If arhitecture is made by brand new rookie straight from university, then I bet architecture is more harmful for developement that useful. If architecture is made by some geek, who have weird fetish to some specific technology and wants to use it, it is likely that it project is going to be disaster. If architect really can't communicate with customers or understand problem space - then it is guranteed to be disaster.
If arhitect have enough experience, knows her limits, remembers that arhitecture is going to change when development progress, leaves enough work space for developers and understand problem space - then it just might be useful. If software team is going to have more than 3 persons, then architecture is needed - even bad architecture might be then better than no architecture at all (assuming that team have champion who smells fast enough bad architecture and have big enough balls to force architecture refactoring).
Personally I prefere prototyping, partial designing and refactoring. Identify components, design most critical component: try different approaches, test their performance, identify limitiations, implement most critical component - and then build other components around it. Design for refactoring, separate components by interfaces and allow only minimal coupling.
This is the internet, where the men are men, the women are men and kids are the FBI.
Think, in the definition of the survey omitted the word "formal".
Without it the question has a little sense for the human beings.
Their main difference from, say, monkeys is exactly this: planing somehow or other every their step.
My English is permanently under construction. Be patient !!

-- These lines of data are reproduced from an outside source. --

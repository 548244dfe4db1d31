//! Application state container
//!
//! Shared state passed to all request handlers via Axum's state extraction.

use crate::config::Settings;
use crate::services::{ChatBackend, HttpChatBackend, Relay};
use anyhow::Context;
use std::sync::Arc;
use std::time::Instant;

/// Shared application state
///
/// Cheaply cloneable; the relay holds no per-request state.
#[derive(Clone)]
pub struct AppState {
    /// Application settings
    pub settings: Arc<Settings>,

    /// The chat relay
    pub relay: Arc<Relay>,

    /// Application start time (for uptime calculation)
    pub start_time: Instant,
}

impl AppState {
    /// Create the application state with the HTTP inference backend
    pub fn new(settings: Settings) -> anyhow::Result<Self> {
        tracing::debug!(
            models = ?settings.relay.targets.iter().map(|t| t.to_string()).collect::<Vec<_>>(),
            "Creating HTTP chat backend"
        );

        let backend = HttpChatBackend::new(settings.backend_config())
            .context("Failed to build HTTP client for inference backend")?;

        Ok(Self::with_backend(settings, Arc::new(backend)))
    }

    /// Create the application state around an existing backend
    pub fn with_backend(settings: Settings, backend: Arc<dyn ChatBackend>) -> Self {
        let relay = Relay::new(settings.relay.clone(), backend);

        tracing::info!(
            targets = settings.relay.targets.len(),
            truncation = settings.relay.truncation.is_enabled(),
            prompt = %settings.relay.prompt,
            max_attempts = settings.relay.retry.max_attempts,
            "Application state initialized"
        );

        Self {
            settings: Arc::new(settings),
            relay: Arc::new(relay),
            start_time: Instant::now(),
        }
    }

    /// Get the application uptime in seconds
    pub fn uptime_seconds(&self) -> u64 {
        self.start_time.elapsed().as_secs()
    }
}
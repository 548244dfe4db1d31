//! Application routing
//!
//! This module defines all HTTP routes for the application.

use axum::{
    extract::DefaultBodyLimit,
    http::{HeaderName, HeaderValue},
    middleware,
    routing::{get, post},
    Router,
};
use tower_http::cors::{AllowHeaders, AllowMethods, AllowOrigin, CorsLayer};

use crate::api::{chat, health};
use crate::middleware::{log_request, REQUEST_ID_HEADER, TRACE_ID_HEADER};
use crate::server::state::AppState;

/// Create the main application router
pub fn create_router(state: AppState) -> Router {
    let health_routes = Router::new()
        .route("/health", get(health::health_check))
        .route("/liveness", get(health::liveness));

    let api_routes = Router::new().route("/chat", post(chat::chat));

    Router::new()
        .nest("/api", api_routes)
        .merge(health_routes)
        // Oversized PDF text is cut by the relay, not rejected here
        .layer(DefaultBodyLimit::disable())
        // Last added = outermost: logging wraps CORS
        .layer(create_cors_layer(&state.settings.allowed_origins))
        .layer(middleware::from_fn(log_request))
        .with_state(state)
}

/// Create the CORS layer for the configured origins
///
/// Credentials are allowed, which rules out literal `*` responses; a `*`
/// entry therefore mirrors the caller's origin, and methods and headers are
/// mirrored the same way.
pub fn create_cors_layer(allowed_origins: &[String]) -> CorsLayer {
    let origin = if allowed_origins.iter().any(|o| o == "*") {
        AllowOrigin::mirror_request()
    } else {
        let origins: Vec<HeaderValue> = allowed_origins
            .iter()
            .filter_map(|o| match HeaderValue::from_str(o) {
                Ok(value) => Some(value),
                Err(_) => {
                    tracing::warn!(origin = %o, "Ignoring invalid CORS origin");
                    None
                }
            })
            .collect();
        AllowOrigin::list(origins)
    };

    CorsLayer::new()
        .allow_origin(origin)
        .allow_methods(AllowMethods::mirror_request())
        .allow_headers(AllowHeaders::mirror_request())
        .allow_credentials(true)
        .expose_headers([
            HeaderName::from_static(TRACE_ID_HEADER),
            HeaderName::from_static(REQUEST_ID_HEADER),
        ])
}
//! Services module
//!
//! Contains the relay and its collaborators: the inference backend, prompt
//! construction, input truncation and failure classification.

pub mod backend;
pub mod classifier;
pub mod http_backend;
#[cfg(test)]
pub(crate) mod mock;
pub mod prompt;
pub mod relay;
pub mod truncation;

pub use backend::{ChatBackend, EndpointKind, GenerationParams, ModelTarget, UpstreamError};
pub use classifier::{ClassificationRule, ErrorClassifier, Matcher};
pub use http_backend::{HttpBackendConfig, HttpChatBackend};
pub use prompt::PromptTemplate;
pub use relay::{Relay, RelayConfig, RelayError};
pub use truncation::TruncationPolicy;
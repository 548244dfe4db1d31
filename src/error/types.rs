//! API error types

use axum::{
    http::StatusCode,
    response::{IntoResponse, Response},
    Json,
};
use thiserror::Error;

use crate::schemas::ErrorBody;
use crate::services::RelayError;

#[derive(Error, Debug)]
pub enum ApiError {
    #[error(transparent)]
    Relay(#[from] RelayError),
}

impl ApiError {
    pub fn status(&self) -> StatusCode {
        match self {
            ApiError::Relay(_) => StatusCode::INTERNAL_SERVER_ERROR,
        }
    }

    /// Text placed in the `detail` field
    pub fn detail(&self) -> String {
        match self {
            ApiError::Relay(err) => err.detail().to_string(),
        }
    }
}

impl IntoResponse for ApiError {
    fn into_response(self) -> Response {
        let body = Json(ErrorBody {
            detail: self.detail(),
        });

        (self.status(), body).into_response()
    }
}
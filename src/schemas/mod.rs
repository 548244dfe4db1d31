//! Request/response schemas
//!
//! Client-facing DTOs and the wire formats of the inference endpoints.

pub mod chat;
pub mod upstream;

pub use chat::{ChatMessage, ChatReply, ChatRequest, ChatRole, ErrorBody};
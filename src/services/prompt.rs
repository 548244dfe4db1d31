//! Prompt construction
//!
//! The system message carries the PDF context, the question and the
//! behavioral instructions; the user message carries the question alone.

use std::fmt;
use std::str::FromStr;

use crate::schemas::ChatMessage;

/// Exact phrase the strict template asks the model to use for
/// out-of-scope questions
pub const OUT_OF_SCOPE_REPLY: &str = "I can only answer questions about the uploaded PDF.";

/// Instruction template for the system message
#[derive(Debug, Clone, PartialEq, Eq, Default)]
pub enum PromptTemplate {
    /// Short answers, flags unrelated questions
    #[default]
    Concise,

    /// Answers only from the PDF, quotes it, refuses with a fixed phrase
    Strict,

    /// Free-form template with `{pdf_text}` and `{question}` placeholders
    Custom(String),
}

impl PromptTemplate {
    /// Render the system instruction for the given context and question
    pub fn render(&self, pdf_text: &str, question: &str) -> String {
        match self {
            PromptTemplate::Concise => format!(
                "You are a concise assistant. Below is text from a PDF:\n\n\
                 {pdf_text}\n\n\
                 Question: \"{question}\"\n\n\
                 Answer in 1-2 sentences based on the PDF. \
                 If unrelated, note it's not based on the PDF."
            ),
            PromptTemplate::Strict => format!(
                "You are an assistant that answers strictly from the PDF excerpt below.\n\n\
                 PDF excerpt:\n\
                 \"\"\"\n{pdf_text}\n\"\"\"\n\n\
                 Question: \"{question}\"\n\n\
                 Rules:\n\
                 - Use only information found in the excerpt.\n\
                 - Quote the sentence(s) that support your answer.\n\
                 - If the excerpt does not answer the question, reply exactly: \
                 \"{OUT_OF_SCOPE_REPLY}\""
            ),
            PromptTemplate::Custom(template) => fill_placeholders(template, pdf_text, question),
        }
    }

    /// Build the system/user message pair sent upstream
    pub fn build_messages(&self, pdf_text: &str, question: &str) -> Vec<ChatMessage> {
        vec![
            ChatMessage::system(self.render(pdf_text, question)),
            ChatMessage::user(question),
        ]
    }
}

/// Substitute `{pdf_text}` and `{question}` in one pass; inserted text is
/// never rescanned, and unknown braces are kept as-is
fn fill_placeholders(template: &str, pdf_text: &str, question: &str) -> String {
    let mut out = String::with_capacity(template.len() + pdf_text.len() + question.len());
    let mut rest = template;

    while let Some(start) = rest.find('{') {
        out.push_str(&rest[..start]);
        let tail = &rest[start..];

        if let Some(after) = tail.strip_prefix("{pdf_text}") {
            out.push_str(pdf_text);
            rest = after;
        } else if let Some(after) = tail.strip_prefix("{question}") {
            out.push_str(question);
            rest = after;
        } else {
            out.push('{');
            rest = &tail[1..];
        }
    }

    out.push_str(rest);
    out
}

impl fmt::Display for PromptTemplate {
    fn fmt(&self, f: &mut fmt::Formatter<'_>) -> fmt::Result {
        match self {
            PromptTemplate::Concise => write!(f, "concise"),
            PromptTemplate::Strict => write!(f, "strict"),
            PromptTemplate::Custom(_) => write!(f, "custom"),
        }
    }
}

impl FromStr for PromptTemplate {
    type Err = anyhow::Error;

    /// Parses the named styles; custom templates are constructed directly
    fn from_str(s: &str) -> Result<Self, Self::Err> {
        match s.trim().to_lowercase().as_str() {
            "concise" => Ok(PromptTemplate::Concise),
            "strict" => Ok(PromptTemplate::Strict),
            _ => anyhow::bail!("Invalid prompt style: {}. Expected: concise or strict", s),
        }
    }
}
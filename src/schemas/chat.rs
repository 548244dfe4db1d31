//! Client-facing request/response types for `POST /api/chat`

use serde::{Deserialize, Serialize};

/// Incoming chat request from the browser client
///
/// Field names follow the JavaScript client (`pdfText`, `userInput`).
#[derive(Debug, Clone, Serialize, Deserialize, PartialEq, Eq)]
#[serde(rename_all = "camelCase")]
pub struct ChatRequest {
    /// Text already extracted from the PDF by the caller
    pub pdf_text: String,

    /// The user's question about the PDF
    pub user_input: String,
}

impl ChatRequest {
    pub fn new(pdf_text: impl Into<String>, user_input: impl Into<String>) -> Self {
        Self {
            pdf_text: pdf_text.into(),
            user_input: user_input.into(),
        }
    }
}

/// Successful answer
#[derive(Debug, Clone, Serialize, Deserialize, PartialEq, Eq)]
pub struct ChatReply {
    pub reply: String,
}

impl ChatReply {
    pub fn new(reply: impl Into<String>) -> Self {
        Self {
            reply: reply.into(),
        }
    }
}

/// Error body returned on failure
#[derive(Debug, Clone, Serialize, Deserialize, PartialEq, Eq)]
pub struct ErrorBody {
    pub detail: String,
}

/// Role of a message in the upstream conversation
#[derive(Debug, Clone, Copy, Serialize, Deserialize, PartialEq, Eq)]
#[serde(rename_all = "lowercase")]
pub enum ChatRole {
    System,
    User,
    Assistant,
}

/// A single message forwarded to the inference endpoint
#[derive(Debug, Clone, Serialize, Deserialize, PartialEq, Eq)]
pub struct ChatMessage {
    pub role: ChatRole,
    pub content: String,
}

impl ChatMessage {
    pub fn system(content: impl Into<String>) -> Self {
        Self {
            role: ChatRole::System,
            content: content.into(),
        }
    }

    pub fn user(content: impl Into<String>) -> Self {
        Self {
            role: ChatRole::User,
            content: content.into(),
        }
    }
}

#[cfg(test)]
mod tests {
    use super::*;

    #[test]
    fn test_request_uses_camel_case() {
        let json = r#"{"pdfText": "Alpha Beta", "userInput": "What is Alpha?"}"#;
        let request: ChatRequest = serde_json::from_str(json).unwrap();
        assert_eq!(request.pdf_text, "Alpha Beta");
        assert_eq!(request.user_input, "What is Alpha?");
    }

    #[test]
    fn test_request_requires_both_fields() {
        let json = r#"{"pdfText": "Alpha Beta"}"#;
        assert!(serde_json::from_str::<ChatRequest>(json).is_err());
    }

    #[test]
    fn test_message_role_serialization() {
        let message = ChatMessage::system("context");
        let json = serde_json::to_value(&message).unwrap();
        assert_eq!(json["role"], "system");
        assert_eq!(json["content"], "context");
    }
}
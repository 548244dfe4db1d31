//! Health check endpoints

use axum::{extract::State, Json};
use serde::Serialize;

use crate::server::state::AppState;

/// Response for the main health check endpoint
#[derive(Serialize)]
pub struct HealthResponse {
    pub status: String,
    pub version: String,
    pub environment: String,
    pub uptime_seconds: u64,
    /// Configured model targets in priority order
    pub models: Vec<String>,
}

/// Response for liveness probe
#[derive(Serialize)]
pub struct LivenessResponse {
    pub alive: bool,
}

/// GET /health
pub async fn health_check(State(state): State<AppState>) -> Json<HealthResponse> {
    Json(HealthResponse {
        status: "healthy".to_string(),
        version: state.settings.app_version.clone(),
        environment: state.settings.environment.to_string(),
        uptime_seconds: state.uptime_seconds(),
        models: state
            .relay
            .config()
            .targets
            .iter()
            .map(|t| t.to_string())
            .collect(),
    })
}

/// GET /liveness
pub async fn liveness() -> Json<LivenessResponse> {
    Json(LivenessResponse { alive: true })
}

You, we, must decide what is trivial however. If stove pipe, same program that you wrote yesterday, then no. If distrubuted, complex, new, then yes. It seems obvious....Depending upon how many fine projects one has seen fail, I suppose.
OK, I am really ranting here a little: software needs to be designed. However, by the time the word "architecture" kicks in, it is most probably over-designed, and developers will spend most of their time fighting the architecture instead of solving real-life problems for the users.
I agree somewhat, however I have noticed that the use of the word "architecture" in practice often indicates overengineered code. I have seen examples of simple and effective design, but no-one used the word "architecture" there.
I think that may be more indicative of a problem with the developers (lack of maturity and/or focus) vs. the architecture.
Sorry, but if as a developer, I spend most of my time trying to figure out what the heck the "architecture" is trying to accomplish and how to add a simple feature that a customer wants, I say the problem is with architecture, not with developers. If I need to edit various (often undocumented) XML files and (in case of .NET) insert attributes to add a simple control to a dialog, I say the problem is with the architecture. If I need to spend hours trying to figure out how to open a simple file, I say the problem is with the architecture, not developers.
I've seen that problem in at least three companies I worked at - all of them filled with smart people and relatively well organized.
You're right. I misread "fighting the architecture" as "fighting about the architecture". If the architecture forces you to go through hoops to implement something straightforward, that indeed smells like a poor architecture.